I was quite intrigued to know three years later, I think it was, there was some ditching and crashing, two or three, in the North Sea. They asked for a public inquiry — a royal commission they used to be called — into what was going wrong, and the U.K. government did not have a public inquiry. Somebody said, "But the Canadians did an inquiry; that's the only one.'' They went to my report and made some changes vis-à-vis in what sea states offshore helicopters could fly in the North Sea, because beyond a certain sea state, rescue becomes problematic and dangerous for the rescuers.
I know I've gone on too long, but thank you for listening.
The Chair: Your wealth of experience is something that we have waited for and to hear you put forward your concerns.
Senator Gold: Good morning, sir. Thank you for being here. It's a pleasure to have you and your experience benefit our work.
I want to return to the question of the resources that are available for search and rescue. I know you modestly said you didn't want to comment too much on the Cougar proposal, and I won't press you on that, except to ask you the following. Though it appears that the federal side has more resources than the province does, we've heard evidence that the resources are not necessarily adequate, certainly not for the North, as you pointed out, but even elsewhere.
Given the age of the fleet, would there not be a role for the private sector to do even more than simply spell the military, if the military has only one bird that can fly? Because if we understand correctly, their fleet is newer and more extensive than the federal fleet. Without getting into the details of what the arrangement might be, would that generally enhance our capacity to be effective in search and rescue?
Mr. Wells: I really think, especially if we are going to do anything in the North, we need more resources or assets, which are helicopters and crews — yes, absolutely.
Also, people are doing things today that place themselves in danger, sometimes very recklessly, but still they are in danger, and there is an obligation to rescue them if that can be done.
The fleet is aging. If they were all new aircraft, it might be able to handle its responsibilities adequately. But when you have downtime for repairs such as the two Griffons in Goose Bay, when the boy went out on the sea ice, neither was operable. If they had been operable, it could have made a difference.
Search and rescue is expensive. Let's say the Cormorant is probably the best vehicle, but a fully equipped Cormorant costs about $50 million, give or take. A fully equipped S-92 would cost about $30 million. That's beyond the resources of the Province of Newfoundland and Labrador at the moment because you also have to house these helicopters, have a full maintenance crew and a full SAR tech crew, as well as the pilots.
I suppose you have all heard of the financial constraints now on the part of the government in Newfoundland and Labrador, and I really doubt that the province can afford to get into that. It's a provincial responsibility for what is on the land, but I can't see how they can afford that sort of fleet, and I guess they've never been able to afford it or it was never considered to be a priority.

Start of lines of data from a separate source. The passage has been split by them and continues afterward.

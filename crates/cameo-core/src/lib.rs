pub mod archive;
pub mod catalog;
pub mod config;
pub mod error;
pub mod fraud;
pub mod persona;
pub mod session;
pub mod state;

// Re-export common error type
pub use error::{CameoError, Result};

I think with people ranging on snow machines and ATVs all over the countryside, it has become even more onerous. People take shortcuts across lakes that they shouldn't be on because the ice is melting, shortcuts across the sea ice. As a judge, I've dealt with the estate of a husband and wife who went to a function on a snowmobile across sea ice, down in open water at night, not surviving. It's a whole tricky business of people and their use of devices and the call for searches and rescues that falls not just within the federal ambit but the provincial ambit also.
More resources, yes.
Senator Gold: Thank you.
Senator McIntyre: Thank you, Mr. Wells, for your presentation. There is no question that over the years the province of Newfoundland and Labrador has endured its share of tragic events.

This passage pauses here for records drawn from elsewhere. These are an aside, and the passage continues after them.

use anyhow::Result;
use strum::IntoEnumIterator;

use cameo_core::persona::{preset_for, PersonaKind};

use super::utils::service;

pub async fn list() -> Result<()> {
    let service = service()?;
    for kind in PersonaKind::iter() {
        let persona = preset_for(kind);
        // Opening a session resolves the persona's actual tool surface.
        let open = service.open(kind).await?;
        let tools: Vec<&str> = open
            .runtime
            .specs()
            .iter()
            .map(|spec| spec.name)
            .collect();

        println!("{kind}  \"{}\"  voice {}", persona.name, persona.voice);
        println!("  {}", persona.tagline);
        if tools.is_empty() {
            println!("  tools: none (chat history only)");
        } else {
            println!("  tools: {}", tools.join(", "));
        }
    }
    Ok(())
}
//! File storage primitives.

pub mod atomic_json;

pub use atomic_json::AtomicJsonFile;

I understand that the commission of inquiry made 33 recommendations. The main recommendation was the establishment of a dedicated first-response helicopter, and I understand that this recommendation was acted upon.
Mr. Wells: It was.
Senator McIntyre: How many other recommendations were acted upon and which ones were not acted upon? Is there an explanation for this?

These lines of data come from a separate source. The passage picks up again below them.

//! Read-side reference data: FAQ sheets, product lists, fraud cases,
//! tutoring topics.
//!
//! All of these load from JSON files resolved at startup; missing or
//! malformed files fall back to built-in presets so a session can always
//! open.

use chrono::Utc;
use serde::{Deserialize, Serialize};

use super::search::{best_match, keyword_tokens, score_text};

/// One question/answer pair on an FAQ sheet.
#[derive(Debug, Clone, PartialEq, Serialize, Deserialize)]
pub struct FaqEntry {
    pub question: String,
    pub answer: String,
}

/// Company overview plus FAQ entries, used by sales-style personas.
#[derive(Debug, Clone, PartialEq, Serialize, Deserialize)]
pub struct FaqSheet {
    pub company: String,
    pub tagline: String,
    pub description: String,
    pub pricing: String,
    #[serde(default)]
    pub faq: Vec<FaqEntry>,
}

/// Result of an FAQ lookup.
///
/// Lookup is total: when no entry matches the query, the sheet answers
/// with its overview instead of failing.
#[derive(Debug, Clone, PartialEq)]
pub enum FaqHit<'a> {
    /// A specific FAQ entry matched the query.
    Entry(&'a FaqEntry),
    /// Nothing matched; answer from the company overview.
    Overview {
        description: &'a str,
        pricing: &'a str,
    },
}

impl FaqSheet {
    /// Finds the FAQ entry best matching the query, or falls back to the
    /// company overview.
    ///
    /// Matching is deterministic: the same query against the same sheet
    /// always returns the same entry (first of the highest-scoring ones,
    /// in sheet order).
    pub fn find_by_keyword(&self, query: &str) -> FaqHit<'_> {
        let tokens = keyword_tokens(query);
        let hit = best_match(self.faq.iter(), |entry| {
            score_text(&tokens, &entry.question) + score_text(&tokens, &entry.answer)
        });
        match hit {
            Some(entry) => FaqHit::Entry(entry),
            None => FaqHit::Overview {
                description: &self.description,
                pricing: &self.pricing,
            },
        }
    }
}

/// One purchasable item in a product catalog.
#[derive(Debug, Clone, PartialEq, Serialize, Deserialize)]
pub struct Product {
    pub id: String,
    pub name: String,
    pub price: f64,
    #[serde(default, skip_serializing_if = "Option::is_none")]
    pub unit: Option<String>,
    #[serde(default, skip_serializing_if = "Option::is_none")]
    pub category: Option<String>,
    #[serde(default, skip_serializing_if = "Option::is_none")]
    pub description: Option<String>,
}

impl Product {
    /// Price rendered for a spoken confirmation, e.g. `$3.49`.
    pub fn display_price(&self) -> String {
        format!("${:.2}", self.price)
    }
}

/// A product list, as used by the grocery and storefront personas.
#[derive(Debug, Clone, PartialEq, Serialize, Deserialize)]
pub struct ProductCatalog {
    #[serde(alias = "products")]
    pub items: Vec<Product>,
}

impl ProductCatalog {
    /// Exact id lookup, ignoring case.
    pub fn find_by_id(&self, id: &str) -> Option<&Product> {
        self.items
            .iter()
            .find(|item| item.id.eq_ignore_ascii_case(id))
    }

    /// Best keyword match over name, category and description.
    pub fn find_by_keyword(&self, query: &str) -> Option<&Product> {
        let tokens = keyword_tokens(query);
        best_match(self.items.iter(), |item| {
            let mut score = score_text(&tokens, &item.name);
            if let Some(category) = &item.category {
                score += score_text(&tokens, category);
            }
            if let Some(description) = &item.description {
                score += score_text(&tokens, description);
            }
            score
        })
    }
}

/// Lifecycle of a flagged transaction case.
#[derive(Debug, Clone, Copy, PartialEq, Eq, Serialize, Deserialize)]
#[serde(rename_all = "snake_case")]
pub enum CaseStatus {
    Pending,
    ConfirmedSafe,
    ConfirmedFraud,
    Closed,
}

/// One flagged transaction under review.
///
/// Stored camelCase to match the case files the review desk exports.
#[derive(Debug, Clone, PartialEq, Serialize, Deserialize)]
#[serde(rename_all = "camelCase")]
pub struct FraudCase {
    pub user_name: String,
    pub security_question: String,
    /// The answer the caller must produce to pass verification.
    pub security_identifier: String,
    pub status: CaseStatus,
    pub amount: String,
    pub merchant: String,
    pub card_last4: String,
    #[serde(default, skip_serializing_if = "Option::is_none")]
    pub note: Option<String>,
    #[serde(default, skip_serializing_if = "Option::is_none")]
    pub updated_at: Option<String>,
}

impl FraudCase {
    /// Case-insensitive, whitespace-tolerant name match.
    pub fn matches_name(&self, name: &str) -> bool {
        self.user_name.trim().eq_ignore_ascii_case(name.trim())
    }

    /// Checks a caller's answer against the stored identifier, ignoring
    /// case and surrounding whitespace.
    pub fn answer_matches(&self, answer: &str) -> bool {
        self.security_identifier
            .trim()
            .eq_ignore_ascii_case(answer.trim())
    }

    /// One-line description of the flagged transaction for readback.
    pub fn transaction_line(&self) -> String {
        format!(
            "{} at {} on card ending {}",
            self.amount, self.merchant, self.card_last4
        )
    }
}

/// A resolution to apply to a stored case.
#[derive(Debug, Clone, PartialEq)]
pub struct CasePatch {
    pub status: CaseStatus,
    pub note: Option<String>,
}

impl CasePatch {
    pub fn new(status: CaseStatus, note: Option<String>) -> Self {
        Self { status, note }
    }

    /// Applies the patch to a case, stamping the update time.
    pub fn apply_to(&self, case: &mut FraudCase) {
        case.status = self.status;
        if let Some(note) = &self.note {
            case.note = Some(note.clone());
        }
        case.updated_at = Some(Utc::now().to_rfc3339());
    }
}

/// One teachable topic the tutor personas can route to.
#[derive(Debug, Clone, PartialEq, Serialize, Deserialize)]
pub struct TutorTopic {
    pub id: String,
    pub title: String,
    pub summary: String,
    pub sample_question: String,
}

/// The topic list offered by the tutoring router.
#[derive(Debug, Clone, PartialEq, Serialize, Deserialize)]
pub struct TopicList {
    pub topics: Vec<TutorTopic>,
}

impl TopicList {
    /// Exact id lookup, ignoring case.
    pub fn find_by_id(&self, id: &str) -> Option<&TutorTopic> {
        self.topics
            .iter()
            .find(|topic| topic.id.eq_ignore_ascii_case(id))
    }

    /// Best keyword match over title and summary.
    pub fn find_by_keyword(&self, query: &str) -> Option<&TutorTopic> {
        let tokens = keyword_tokens(query);
        best_match(self.topics.iter(), |topic| {
            score_text(&tokens, &topic.title) + score_text(&tokens, &topic.summary)
        })
    }
}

Mr. Wells: Yes, I can give you the explanation.
The dedicated helicopter was so important to me that midway through the inquiry I felt they needed to get working on this. I was going to make a recommendation at the end, but I was also allowed to make interim recommendations if I felt it was so important that I should do so. Once I realized that there was no dedicated helicopter and if something went wrong, as did go wrong in March of 2009, you had to take a helicopter out of the fleet, reconfigure it from a passenger helicopter to a search and rescue helicopter, I thought this shouldn't be. In the North Sea, they have all sorts of resources from several countries. We'll never have as many resources as they have, but I considered that so important that I made an interim recommendation.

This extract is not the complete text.